(2002/10) David Attenborough, BBC Books, £8.99, pbk, pp 416, ISBN 978-1-849-90001-0
One wonders how the natural world ever managed to do anything before David Attenborough, sitting on a nearby log or a convenient rock, was there to tell it how to do so; how to grow, how to hunt food, how to attract a mate, how to simply survive. And that is the point about Attenborough; he has being telling us about the natural world for so long, and in such fascinating detail, that one supposes he has always been there. But of course, he was not always there, though this autobiography goes a long way to explaining how he got to be there, in so many places, telling us about and showing us so many wonderful things.

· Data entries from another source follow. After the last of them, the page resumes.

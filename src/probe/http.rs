//! HTTP reachability check.

use std::time::Duration;

use super::ProbeError;

/// Run an HTTP GET against the given URL. Any response counts as
/// reachable; only transport failures and timeouts do not.
pub async fn run_http_check(url: &str, timeout: Duration) -> Result<(), ProbeError> {
    let client = reqwest::Client::builder()
        .timeout(timeout)
        .build()
        .map_err(|e| ProbeError::Network(e.to_string()))?;

    let response = client.get(url).send().await.map_err(|e| {
        if e.is_timeout() {
            ProbeError::Timeout(timeout)
        } else {
            ProbeError::Network(e.to_string())
        }
    })?;

    // Drain the body so slow servers cannot pass with headers alone
    response
        .bytes()
        .await
        .map_err(|e| ProbeError::Network(e.to_string()))?;

    Ok(())
}
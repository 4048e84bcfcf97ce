//! Append-only status event log.
//!
//! Events are never rewritten once stored; readers must tolerate
//! out-of-order arrival under concurrent producers.

use chrono::{DateTime, Utc};
use rusqlite::{params, Connection, Result as SqlResult, Row};
use std::path::Path;
use std::sync::{Arc, Mutex};
use thiserror::Error;

use super::models::StatusEvent;
use super::{format_db_time, parse_db_time};

/// Event log error types.
#[derive(Error, Debug)]
pub enum EventLogError {
    #[error("SQLite error: {0}")]
    Sqlite(#[from] rusqlite::Error),
    #[error("Migration error: {0}")]
    Migration(String),
    #[error("event log unavailable: {0}")]
    Unavailable(String),
}

/// Ordered, append-only store of status-change events.
pub trait StatusEventLog: Send + Sync {
    /// Append one event.
    fn append(&self, event: &StatusEvent) -> Result<(), EventLogError>;

    /// Latest event at or before `at` for the server, if any.
    fn latest_before(
        &self,
        server_id: i64,
        at: DateTime<Utc>,
    ) -> Result<Option<StatusEvent>, EventLogError>;

    /// Events in `[start, end)` for the server, time-ascending best effort.
    fn range(
        &self,
        server_id: i64,
        start: DateTime<Utc>,
        end: DateTime<Utc>,
    ) -> Result<Vec<StatusEvent>, EventLogError>;

    /// Drop every event for a server. Used when the server itself is removed.
    fn delete_for(&self, server_id: i64) -> Result<(), EventLogError>;
}

/// SQLite-backed event log.
pub struct SqliteEventLog {
    conn: Arc<Mutex<Connection>>,
}

impl SqliteEventLog {
    /// Open (and if necessary create) the log at the given database path.
    pub fn new<P: AsRef<Path>>(path: P) -> Result<Self, EventLogError> {
        let conn = Connection::open(path)?;
        conn.execute_batch(include_str!("../../migrations/000001_init.up.sql"))
            .map_err(|e| EventLogError::Migration(format!("Migration 1 failed: {}", e)))?;
        Ok(Self {
            conn: Arc::new(Mutex::new(conn)),
        })
    }
}

impl StatusEventLog for SqliteEventLog {
    fn append(&self, event: &StatusEvent) -> Result<(), EventLogError> {
        let conn = self.conn.lock().unwrap();
        conn.execute(
            "INSERT INTO status_events (server_id, timestamp, previous_status, new_status) \
             VALUES (?1, ?2, ?3, ?4)",
            params![
                event.server_id,
                format_db_time(event.timestamp),
                event.previous_status,
                event.new_status,
            ],
        )?;
        Ok(())
    }

    fn latest_before(
        &self,
        server_id: i64,
        at: DateTime<Utc>,
    ) -> Result<Option<StatusEvent>, EventLogError> {
        let conn = self.conn.lock().unwrap();
        let mut stmt = conn.prepare(
            "SELECT server_id, timestamp, previous_status, new_status FROM status_events \
             WHERE server_id = ?1 AND timestamp <= ?2 ORDER BY timestamp DESC LIMIT 1",
        )?;

        let mut rows = stmt
            .query_map(params![server_id, format_db_time(at)], row_to_event)?
            .collect::<SqlResult<Vec<_>>>()?;

        Ok(rows.pop())
    }

    fn range(
        &self,
        server_id: i64,
        start: DateTime<Utc>,
        end: DateTime<Utc>,
    ) -> Result<Vec<StatusEvent>, EventLogError> {
        let conn = self.conn.lock().unwrap();
        let mut stmt = conn.prepare(
            "SELECT server_id, timestamp, previous_status, new_status FROM status_events \
             WHERE server_id = ?1 AND timestamp >= ?2 AND timestamp < ?3 ORDER BY timestamp ASC",
        )?;

        let events = stmt
            .query_map(
                params![server_id, format_db_time(start), format_db_time(end)],
                row_to_event,
            )?
            .collect::<SqlResult<Vec<_>>>()?;

        Ok(events)
    }

    fn delete_for(&self, server_id: i64) -> Result<(), EventLogError> {
        let conn = self.conn.lock().unwrap();
        conn.execute(
            "DELETE FROM status_events WHERE server_id = ?1",
            params![server_id],
        )?;
        Ok(())
    }
}

fn row_to_event(row: &Row<'_>) -> SqlResult<StatusEvent> {
    let ts: String = row.get(1)?;
    Ok(StatusEvent {
        server_id: row.get(0)?,
        timestamp: parse_db_time(&ts).unwrap_or_else(Utc::now),
        previous_status: row.get(2)?,
        new_status: row.get(3)?,
    })
}
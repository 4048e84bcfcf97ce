//! Edge-triggered status-change recording.

use std::sync::Arc;

use chrono::{DateTime, Utc};

use crate::db::{EventLogError, StatusEvent, StatusEventLog};

/// Writes a status-change event only when the observed status differs from
/// the last recorded one. Repeated observations of the same status produce
/// nothing.
pub struct StatusChangeRecorder {
    log: Arc<dyn StatusEventLog>,
}

impl StatusChangeRecorder {
    pub fn new(log: Arc<dyn StatusEventLog>) -> Self {
        Self { log }
    }

    /// Record one transition. Returns `true` when an event was appended,
    /// `false` for the `previous == new` no-op.
    ///
    /// The caller supplies a timestamp non-decreasing per server; the
    /// recorder never reorders. Readers sort defensively anyway because
    /// concurrent producers can interleave appends.
    pub fn record(
        &self,
        server_id: i64,
        previous: bool,
        new: bool,
        timestamp: DateTime<Utc>,
    ) -> Result<bool, EventLogError> {
        if previous == new {
            return Ok(false);
        }

        self.log.append(&StatusEvent {
            server_id,
            timestamp,
            previous_status: previous,
            new_status: new,
        })?;
        tracing::debug!(server_id, previous, new, "recorded status change");
        Ok(true)
    }
}

#[cfg(test)]
mod tests {
    use super::*;
    use crate::uptime::testutil::MemoryLog;
    use chrono::TimeZone;

    #[test]
    fn test_no_event_when_status_unchanged() {
        let log = Arc::new(MemoryLog::new());
        let recorder = StatusChangeRecorder::new(log.clone());
        let at = Utc.with_ymd_and_hms(2024, 5, 10, 8, 0, 0).unwrap();

        assert!(!recorder.record(1, true, true, at).unwrap());
        assert!(!recorder.record(1, false, false, at).unwrap());

        let day_end = Utc.with_ymd_and_hms(2024, 5, 11, 0, 0, 0).unwrap();
        let day_start = Utc.with_ymd_and_hms(2024, 5, 10, 0, 0, 0).unwrap();
        assert!(log.range(1, day_start, day_end).unwrap().is_empty());
    }

    #[test]
    fn test_exactly_one_event_per_change() {
        let log = Arc::new(MemoryLog::new());
        let recorder = StatusChangeRecorder::new(log.clone());
        let at = Utc.with_ymd_and_hms(2024, 5, 10, 8, 0, 0).unwrap();

        assert!(recorder.record(1, false, true, at).unwrap());

        let day_start = Utc.with_ymd_and_hms(2024, 5, 10, 0, 0, 0).unwrap();
        let day_end = Utc.with_ymd_and_hms(2024, 5, 11, 0, 0, 0).unwrap();
        let events = log.range(1, day_start, day_end).unwrap();
        assert_eq!(events.len(), 1);
        assert!(!events[0].previous_status);
        assert!(events[0].new_status);
    }

    #[test]
    fn test_append_failure_propagates() {
        let recorder = StatusChangeRecorder::new(Arc::new(MemoryLog::failing()));
        let at = Utc.with_ymd_and_hms(2024, 5, 10, 8, 0, 0).unwrap();
        assert!(recorder.record(1, false, true, at).is_err());
    }
}
//! Database model types.

use chrono::{DateTime, Utc};
use serde::{Deserialize, Serialize};

/// A managed server in the inventory.
#[derive(Debug, Clone, Serialize, Deserialize)]
pub struct Server {
    pub id: i64,
    pub name: String,
    pub address: String,
    /// true = online
    pub status: bool,
    pub created_at: DateTime<Utc>,
    pub updated_at: DateTime<Utc>,
}

/// Fields accepted when creating or replacing a server.
#[derive(Debug, Clone, Deserialize)]
pub struct NewServer {
    pub name: String,
    pub address: String,
    #[serde(default)]
    pub status: bool,
}

/// One recorded status transition for a server.
///
/// Immutable once written. A well-behaved writer only produces events where
/// `new_status != previous_status`; readers must not rely on that.
#[derive(Debug, Clone, Serialize)]
pub struct StatusEvent {
    pub server_id: i64,
    pub timestamp: DateTime<Utc>,
    pub previous_status: bool,
    pub new_status: bool,
}

/// Status filter for list queries.
#[derive(Debug, Clone, Copy, PartialEq, Eq)]
pub enum StatusFilter {
    Any,
    Online,
    Offline,
}

impl StatusFilter {
    /// Parse a query-string value. Empty means no filter.
    pub fn parse(s: &str) -> Option<Self> {
        match s {
            "" => Some(StatusFilter::Any),
            "online" | "true" | "1" => Some(StatusFilter::Online),
            "offline" | "false" | "0" => Some(StatusFilter::Offline),
            _ => None,
        }
    }
}

/// Parameters of a paginated, filtered, sorted list query.
#[derive(Debug, Clone, PartialEq)]
pub struct ListQuery {
    pub per_page: i64,
    pub offset: i64,
    pub status: StatusFilter,
    pub sort_field: String,
    pub sort_order: String,
}

impl Default for ListQuery {
    fn default() -> Self {
        Self {
            per_page: 10,
            offset: 0,
            status: StatusFilter::Any,
            sort_field: "id".to_string(),
            sort_order: "asc".to_string(),
        }
    }
}
//! Read-through list cache with TTL entries and coarse invalidation.
//!
//! Every operation here is an optimization, never a correctness dependency:
//! a transport failure turns reads into misses and makes writes no-ops. The
//! caller must always be able to fall through to the source of truth.

use std::collections::HashMap;
use std::sync::{Arc, PoisonError, RwLock, RwLockReadGuard, RwLockWriteGuard};
use std::time::{Duration, Instant};

use thiserror::Error;

use crate::db::{ListQuery, Server};

use super::keys;

/// Cache transport error. Absorbed inside [`ListCache`]; callers never see it.
#[derive(Error, Debug)]
pub enum CacheError {
    #[error("cache transport unavailable: {0}")]
    Unavailable(String),
}

/// Raw key/value transport underneath the list cache.
pub trait CacheTransport: Send + Sync {
    fn get(&self, key: &str) -> Result<Option<Vec<u8>>, CacheError>;
    fn set(&self, key: &str, value: Vec<u8>, ttl: Duration) -> Result<(), CacheError>;
    fn delete(&self, key: &str) -> Result<(), CacheError>;
    /// Remove every entry whose key starts with `prefix`.
    fn clear_prefix(&self, prefix: &str) -> Result<(), CacheError>;
}

struct Entry {
    value: Vec<u8>,
    expires_at: Instant,
}

impl Entry {
    fn is_expired(&self) -> bool {
        Instant::now() >= self.expires_at
    }
}

/// In-memory transport with per-entry expiry.
#[derive(Default)]
pub struct MemoryTransport {
    entries: RwLock<HashMap<String, Entry>>,
}

impl MemoryTransport {
    pub fn new() -> Self {
        Self::default()
    }

    fn read(&self) -> RwLockReadGuard<'_, HashMap<String, Entry>> {
        self.entries.read().unwrap_or_else(PoisonError::into_inner)
    }

    fn write(&self) -> RwLockWriteGuard<'_, HashMap<String, Entry>> {
        self.entries.write().unwrap_or_else(PoisonError::into_inner)
    }
}

impl CacheTransport for MemoryTransport {
    fn get(&self, key: &str) -> Result<Option<Vec<u8>>, CacheError> {
        let entries = self.read();
        match entries.get(key) {
            Some(entry) if !entry.is_expired() => Ok(Some(entry.value.clone())),
            _ => Ok(None),
        }
    }

    fn set(&self, key: &str, value: Vec<u8>, ttl: Duration) -> Result<(), CacheError> {
        let entry = Entry {
            value,
            expires_at: Instant::now() + ttl,
        };
        self.write().insert(key.to_string(), entry);
        Ok(())
    }

    fn delete(&self, key: &str) -> Result<(), CacheError> {
        self.write().remove(key);
        Ok(())
    }

    fn clear_prefix(&self, prefix: &str) -> Result<(), CacheError> {
        self.write()
            .retain(|key, entry| !key.starts_with(prefix) && !entry.is_expired());
        Ok(())
    }
}

/// Read-through cache for paginated server lists and their totals, plus a
/// best-effort per-server side cache.
pub struct ListCache {
    transport: Arc<dyn CacheTransport>,
    ttl: Duration,
}

impl ListCache {
    /// Create a cache over the given transport. The TTL applies to every
    /// entry written through this cache.
    pub fn new(transport: Arc<dyn CacheTransport>, ttl: Duration) -> Self {
        Self { transport, ttl }
    }

    /// Cached server page for a list key. Misses on expiry, decode failure
    /// or transport error.
    pub fn get(&self, key: &str) -> Option<Vec<Server>> {
        let bytes = self.fetch(key)?;
        serde_json::from_slice(&bytes).ok()
    }

    /// Cached total count for a total key.
    pub fn get_total(&self, key: &str) -> Option<i64> {
        let bytes = self.fetch(key)?;
        std::str::from_utf8(&bytes).ok()?.parse().ok()
    }

    /// Store a server page under a list key.
    pub fn set(&self, key: &str, servers: &[Server]) {
        match serde_json::to_vec(servers) {
            Ok(bytes) => self.store(key, bytes),
            Err(e) => tracing::warn!(key, error = %e, "failed to encode cached page"),
        }
    }

    /// Store a total count under a total key.
    pub fn set_total(&self, key: &str, total: i64) {
        self.store(key, total.to_string().into_bytes());
    }

    /// Paired read: a hit requires both the page and its total to be
    /// present and unexpired. Anything less is a full miss.
    pub fn get_page(&self, query: &ListQuery) -> Option<(Vec<Server>, i64)> {
        let key = keys::list_key(query);
        let servers = self.get(&key)?;
        let total = self.get_total(&keys::total_key(&key))?;
        Some((servers, total))
    }

    /// Paired write after a source-of-truth read.
    pub fn set_page(&self, query: &ListQuery, servers: &[Server], total: i64) {
        let key = keys::list_key(query);
        self.set(&key, servers);
        self.set_total(&keys::total_key(&key), total);
    }

    /// Drop every cached list page and total count. Called synchronously
    /// before any mutation commits to the source of truth.
    pub fn invalidate_all(&self) {
        if let Err(e) = self.transport.clear_prefix(keys::LIST_NAMESPACE) {
            tracing::warn!(error = %e, "cache invalidation failed");
        }
    }

    /// Best-effort per-server side cache write.
    pub fn set_by_id(&self, server: &Server) {
        match serde_json::to_vec(server) {
            Ok(bytes) => self.store(&keys::server_key(server.id), bytes),
            Err(e) => tracing::warn!(server_id = server.id, error = %e, "failed to encode cached server"),
        }
    }

    /// Cached single server, if present. Staleness is bounded by the TTL.
    pub fn get_by_id(&self, id: i64) -> Option<Server> {
        let bytes = self.fetch(&keys::server_key(id))?;
        serde_json::from_slice(&bytes).ok()
    }

    /// Best-effort per-server side cache removal.
    pub fn delete_by_id(&self, id: i64) {
        if let Err(e) = self.transport.delete(&keys::server_key(id)) {
            tracing::warn!(server_id = id, error = %e, "cache delete failed");
        }
    }

    fn fetch(&self, key: &str) -> Option<Vec<u8>> {
        match self.transport.get(key) {
            Ok(value) => value,
            Err(e) => {
                tracing::warn!(key, error = %e, "cache read failed; treating as miss");
                None
            }
        }
    }

    fn store(&self, key: &str, bytes: Vec<u8>) {
        if let Err(e) = self.transport.set(key, bytes, self.ttl) {
            tracing::warn!(key, error = %e, "cache write failed");
        }
    }
}
//! TCP connect check.

use std::time::Duration;

use tokio::net::TcpStream;

use super::ProbeError;

/// Attempt a TCP connection to the address. A successful connect means
/// reachable; the connection is dropped immediately.
pub async fn run_tcp_check(address: &str, timeout: Duration) -> Result<(), ProbeError> {
    let target = connect_target(address);

    match tokio::time::timeout(timeout, TcpStream::connect(&target)).await {
        Ok(Ok(_stream)) => Ok(()),
        Ok(Err(e)) => Err(ProbeError::Network(e.to_string())),
        Err(_) => Err(ProbeError::Timeout(timeout)),
    }
}

/// Normalize an address into a `host:port` connect target. Bare hosts get
/// port 80; bare IPv6 literals additionally get brackets.
fn connect_target(address: &str) -> String {
    if address.parse::<std::net::Ipv6Addr>().is_ok() {
        return format!("[{}]:80", address);
    }
    if address.contains(':') {
        return address.to_string();
    }
    format!("{}:80", address)
}

#[cfg(test)]
mod tests {
    use super::*;

    #[test]
    fn test_connect_target() {
        assert_eq!(connect_target("db.internal:5432"), "db.internal:5432");
        assert_eq!(connect_target("db.internal"), "db.internal:80");
        assert_eq!(connect_target("10.1.2.3"), "10.1.2.3:80");
        assert_eq!(connect_target("::1"), "[::1]:80");
        assert_eq!(connect_target("[::1]:22"), "[::1]:22");
    }

    #[tokio::test]
    async fn test_tcp_check_unreachable_port() {
        // Port 1 on localhost is expected to refuse or time out
        let result = run_tcp_check("127.0.0.1:1", Duration::from_millis(200)).await;
        assert!(result.is_err());
    }
}
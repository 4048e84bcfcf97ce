//! Inventory service: read-through listing and invalidate-before-write
//! mutations over the server store.

use std::sync::Arc;

use chrono::{Duration, Utc};
use serde::Serialize;

use crate::cache::ListCache;
use crate::db::{DbError, ListQuery, NewServer, Server, StatusEventLog, Store};
use crate::uptime::{StatusChangeRecorder, UptimeCalculator, UptimeError};

/// Outcome of a bulk create: created rows plus per-name success/failure.
#[derive(Debug, Serialize)]
pub struct BulkOutcome {
    pub created: Vec<Server>,
    pub succeeded: Vec<String>,
    pub failed: Vec<String>,
}

/// Orchestrates the server inventory.
///
/// List reads go through the cache; every mutation flushes the list
/// namespace before the write commits, so the staleness a reader can
/// observe is bounded by the entry TTL plus the invalidate-to-commit gap.
pub struct InventoryService {
    store: Arc<Store>,
    cache: Arc<ListCache>,
    recorder: Arc<StatusChangeRecorder>,
    calculator: UptimeCalculator,
    event_log: Arc<dyn StatusEventLog>,
}

impl InventoryService {
    pub fn new(
        store: Arc<Store>,
        cache: Arc<ListCache>,
        recorder: Arc<StatusChangeRecorder>,
        calculator: UptimeCalculator,
        event_log: Arc<dyn StatusEventLog>,
    ) -> Self {
        Self {
            store,
            cache,
            recorder,
            calculator,
            event_log,
        }
    }

    /// Read-through list: paired cache hit, or store read plus cache fill.
    pub fn list(&self, query: &ListQuery) -> Result<(Vec<Server>, i64), DbError> {
        if let Some((servers, total)) = self.cache.get_page(query) {
            return Ok((servers, total));
        }

        let (servers, total) = self.store.list_filtered(query)?;
        self.cache.set_page(query, &servers, total);
        Ok((servers, total))
    }

    /// Single server, via the side cache when present.
    pub fn get(&self, id: i64) -> Result<Server, DbError> {
        if let Some(server) = self.cache.get_by_id(id) {
            return Ok(server);
        }
        self.store.get_server(id)
    }

    /// Create a server. A server born online counts as a transition from
    /// the default-offline state.
    pub fn create(&self, new: NewServer) -> Result<Server, DbError> {
        self.cache.invalidate_all();

        let now = Utc::now();
        let mut server = Server {
            id: 0,
            name: new.name,
            address: new.address,
            status: new.status,
            created_at: now,
            updated_at: now,
        };
        self.store.create_server(&mut server)?;

        if let Err(e) = self.recorder.record(server.id, false, server.status, now) {
            tracing::warn!(server_id = server.id, error = %e, "failed to record initial status");
        }
        self.cache.set_by_id(&server);

        Ok(server)
    }

    /// Create a batch of servers, collecting per-name outcomes instead of
    /// failing the whole batch on the first bad row.
    pub fn create_many(&self, batch: Vec<NewServer>) -> BulkOutcome {
        self.cache.invalidate_all();

        let mut outcome = BulkOutcome {
            created: Vec::new(),
            succeeded: Vec::new(),
            failed: Vec::new(),
        };

        for new in batch {
            let now = Utc::now();
            let name = new.name.clone();
            let mut server = Server {
                id: 0,
                name: new.name,
                address: new.address,
                status: new.status,
                created_at: now,
                updated_at: now,
            };

            match self.store.create_server(&mut server) {
                Ok(_) => {
                    if let Err(e) = self.recorder.record(server.id, false, server.status, now) {
                        tracing::warn!(server_id = server.id, error = %e, "failed to record initial status");
                    }
                    self.cache.set_by_id(&server);
                    outcome.succeeded.push(name);
                    outcome.created.push(server);
                }
                Err(e) => {
                    tracing::warn!(name = %name, error = %e, "bulk create row failed");
                    outcome.failed.push(name);
                }
            }
        }

        outcome
    }

    /// Replace a server's fields, recording a status edge when the update
    /// changed it.
    pub fn update(&self, id: i64, patch: NewServer) -> Result<Server, DbError> {
        self.cache.invalidate_all();

        let existing = self.store.get_server(id)?;
        let now = Utc::now();
        let replacement = Server {
            id,
            name: patch.name,
            address: patch.address,
            status: patch.status,
            created_at: existing.created_at,
            updated_at: now,
        };
        self.store.update_server(&replacement)?;
        let updated = self.store.get_server(id)?;

        if existing.status != updated.status {
            if let Err(e) = self.recorder.record(id, existing.status, updated.status, now) {
                tracing::warn!(server_id = id, error = %e, "failed to record status change");
            }
        }
        self.cache.set_by_id(&updated);

        Ok(updated)
    }

    /// Delete a server along with its event history.
    pub fn delete(&self, id: i64) -> Result<(), DbError> {
        self.cache.invalidate_all();

        let existing = self.store.get_server(id)?;
        let now = Utc::now();

        // Final offline edge for a server removed while online
        if let Err(e) = self.recorder.record(id, existing.status, false, now) {
            tracing::warn!(server_id = id, error = %e, "failed to record final status");
        }

        self.store.delete_server(id)?;
        if let Err(e) = self.event_log.delete_for(id) {
            tracing::warn!(server_id = id, error = %e, "failed to drop event history");
        }
        self.cache.delete_by_id(id);

        Ok(())
    }

    /// Online/offline totals straight from the source of truth.
    pub fn status_counts(&self) -> Result<(i64, i64), DbError> {
        self.store.status_counts()
    }

    /// Online duration for a server on one calendar day.
    pub fn uptime_on(&self, id: i64, date: &str) -> Result<Duration, UptimeError> {
        self.calculator.uptime_on(id, date)
    }
}

#[cfg(test)]
mod tests {
    use super::*;
    use crate::cache::MemoryTransport;
    use crate::db::SqliteEventLog;
    use std::time::Duration as StdDuration;
    use tempfile::NamedTempFile;

    fn service() -> (NamedTempFile, Arc<Store>, InventoryService) {
        let tmp = NamedTempFile::new().unwrap();
        let store = Arc::new(Store::new(tmp.path()).unwrap());
        let event_log: Arc<dyn StatusEventLog> =
            Arc::new(SqliteEventLog::new(tmp.path()).unwrap());
        let cache = Arc::new(ListCache::new(
            Arc::new(MemoryTransport::new()),
            StdDuration::from_secs(60),
        ));
        let recorder = Arc::new(StatusChangeRecorder::new(event_log.clone()));
        let calculator = UptimeCalculator::new(event_log.clone(), chrono_tz::UTC);
        let service = InventoryService::new(
            store.clone(),
            cache,
            recorder,
            calculator,
            event_log,
        );
        (tmp, store, service)
    }

    fn new_server(name: &str, status: bool) -> NewServer {
        NewServer {
            name: name.to_string(),
            address: format!("{}.internal:22", name),
            status,
        }
    }

    #[test]
    fn test_list_is_read_through() {
        let (_tmp, store, service) = service();
        service.create(new_server("a", true)).unwrap();

        let query = ListQuery::default();
        let (_, total) = service.list(&query).unwrap();
        assert_eq!(total, 1);

        // A write that bypasses the service is invisible until invalidation:
        // the second read must come from the cache.
        let now = Utc::now();
        let mut hidden = Server {
            id: 0,
            name: "hidden".to_string(),
            address: "x:22".to_string(),
            status: false,
            created_at: now,
            updated_at: now,
        };
        store.create_server(&mut hidden).unwrap();

        let (_, stale_total) = service.list(&query).unwrap();
        assert_eq!(stale_total, 1);

        // Any service mutation flushes the namespace
        service.create(new_server("b", false)).unwrap();
        let (_, fresh_total) = service.list(&query).unwrap();
        assert_eq!(fresh_total, 3);
    }

    #[test]
    fn test_create_records_initial_online_edge() {
        let (_tmp, _store, service) = service();
        let online = service.create(new_server("up", true)).unwrap();
        let offline = service.create(new_server("down", false)).unwrap();

        let today = Utc::now().format("%Y-%m-%d").to_string();
        assert!(service.uptime_on(online.id, &today).unwrap() > Duration::zero());
        assert_eq!(
            service.uptime_on(offline.id, &today).unwrap(),
            Duration::zero()
        );
    }

    #[test]
    fn test_update_records_edge_only_on_change() {
        let (_tmp, _store, service) = service();
        let server = service.create(new_server("web", false)).unwrap();

        // No status change: address only
        let patch = NewServer {
            name: "web".to_string(),
            address: "web.internal:2222".to_string(),
            status: false,
        };
        let updated = service.update(server.id, patch).unwrap();
        assert_eq!(updated.address, "web.internal:2222");

        let today = Utc::now().format("%Y-%m-%d").to_string();
        assert_eq!(
            service.uptime_on(server.id, &today).unwrap(),
            Duration::zero()
        );

        // Status flip records an edge
        let patch = NewServer {
            name: "web".to_string(),
            address: "web.internal:2222".to_string(),
            status: true,
        };
        service.update(server.id, patch).unwrap();
        assert!(service.uptime_on(server.id, &today).unwrap() > Duration::zero());
    }

    #[test]
    fn test_delete_removes_server_and_history() {
        let (_tmp, _store, service) = service();
        let server = service.create(new_server("gone", true)).unwrap();

        service.delete(server.id).unwrap();
        assert!(matches!(service.get(server.id), Err(DbError::NotFound)));

        let today = Utc::now().format("%Y-%m-%d").to_string();
        assert_eq!(
            service.uptime_on(server.id, &today).unwrap(),
            Duration::zero()
        );
    }

    #[test]
    fn test_create_many_collects_outcomes() {
        let (_tmp, _store, service) = service();
        service.create(new_server("dup", false)).unwrap();

        let outcome = service.create_many(vec![
            new_server("fresh", true),
            new_server("dup", true), // unique name violation
        ]);

        assert_eq!(outcome.succeeded, vec!["fresh".to_string()]);
        assert_eq!(outcome.failed, vec!["dup".to_string()]);
        assert_eq!(outcome.created.len(), 1);
    }

    #[test]
    fn test_status_counts() {
        let (_tmp, _store, service) = service();
        service.create(new_server("a", true)).unwrap();
        service.create(new_server("b", false)).unwrap();

        assert_eq!(service.status_counts().unwrap(), (1, 1));
    }
}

Back in 1950, Attenborough was working in a publishing house; he was twenty four and realising that he did not really want to be there, that there must be something he would be happier doing. It is here that this part of his story starts; he had seen an advertisement for the post of producer of radio talks with the BBC. The rest, as they say, is history, and in Life on Air Attenborough tells us that history. Originally published in 2002, this is the second revised and updated, 2010 edition.
Watching the many wildlife series he has presented and listening to his catalogue of voice-overs, one tends to forget that his long career started as a producer, in theory an office job, though he was remarkably good at getting out of the office to somewhere far, far away. After many successful years as a producer, he was promoted to Controller of BBC2. This utilised the new 625-line system and would be the first to use colour, but it had suffered an inauspicious start. Until then, there had only been two channels, BBC TV and ITV (Independent TeleVision), but BBC2 was destined to pioneer the idea of many channels and had to prove that extra channels would be of benefit. It would be his task to get it on track, to do something special with it. It was now 1965 and he had become a BBC administrator – though he still managed occasional exotic forays out of the office.
A few years later he was promoted again and was now Director of Programmes. This made producing programmes, even if only occasionally, more difficult and eventually the lure of the outside world was too much. At the end of 1972 he resigned from the BBC and went freelance. He was back to what he really loved - programme making. Over the years, series after series emerged, covering many aspects of life on our planet, and always utilising the very latest technology and pushing the skills of its users. The series Life On Earth was just the start. And he is still doing them!
I find it difficult to better Michael Palin's comment: "David Attenborough wears his achievements lightly and there are as many laughs here as there are animals." They are not belly laughs but more in the way of quiet, satisfying chuckles, and there are a lot of them. Attenborough does not take himself too seriously and is quite prepared to share (often at his own expense) those little moments when something went wrong or something unusual or unpredictable happened.
He does not play down his own importance in his achievements but he does not boast about them either, he merely recalls them for our education and enjoyment. As you might expect, this is not merely about him, much of it is about the places he visited, the kind and talented people he met and worked with, and the wildlife (flora and fauna) that he has seen and experienced. There is almost a modesty, certainly a simple matter of factness, in his writing and the ready admission that many others had their important parts to play. There is much praise for his colleagues and others who have helped him, along with interesting insights into those with whom he worked, either directly or indirectly.
There is a constant stream of tales and anecdotes and we are treated to finding out what really happened at times, how close they got to several disasters, and how lucky they sometimes were. Mistakes were made and accidents happened, but they are treated lightly and with retrospective amusement. It is as if he is simply giving a witness’ account rather than recounting his own story. There is also a constant stream of creatures, often rarely heard of, and the reminder that this is a vibrant world.
Life On Air is a charming book and tells of a charmed life. David Attenborough has been to so many places and seen so many creatures in so many environments, yet remains in awe of it all and, what is more, shares that awe with us. And he does so with kindness and humour.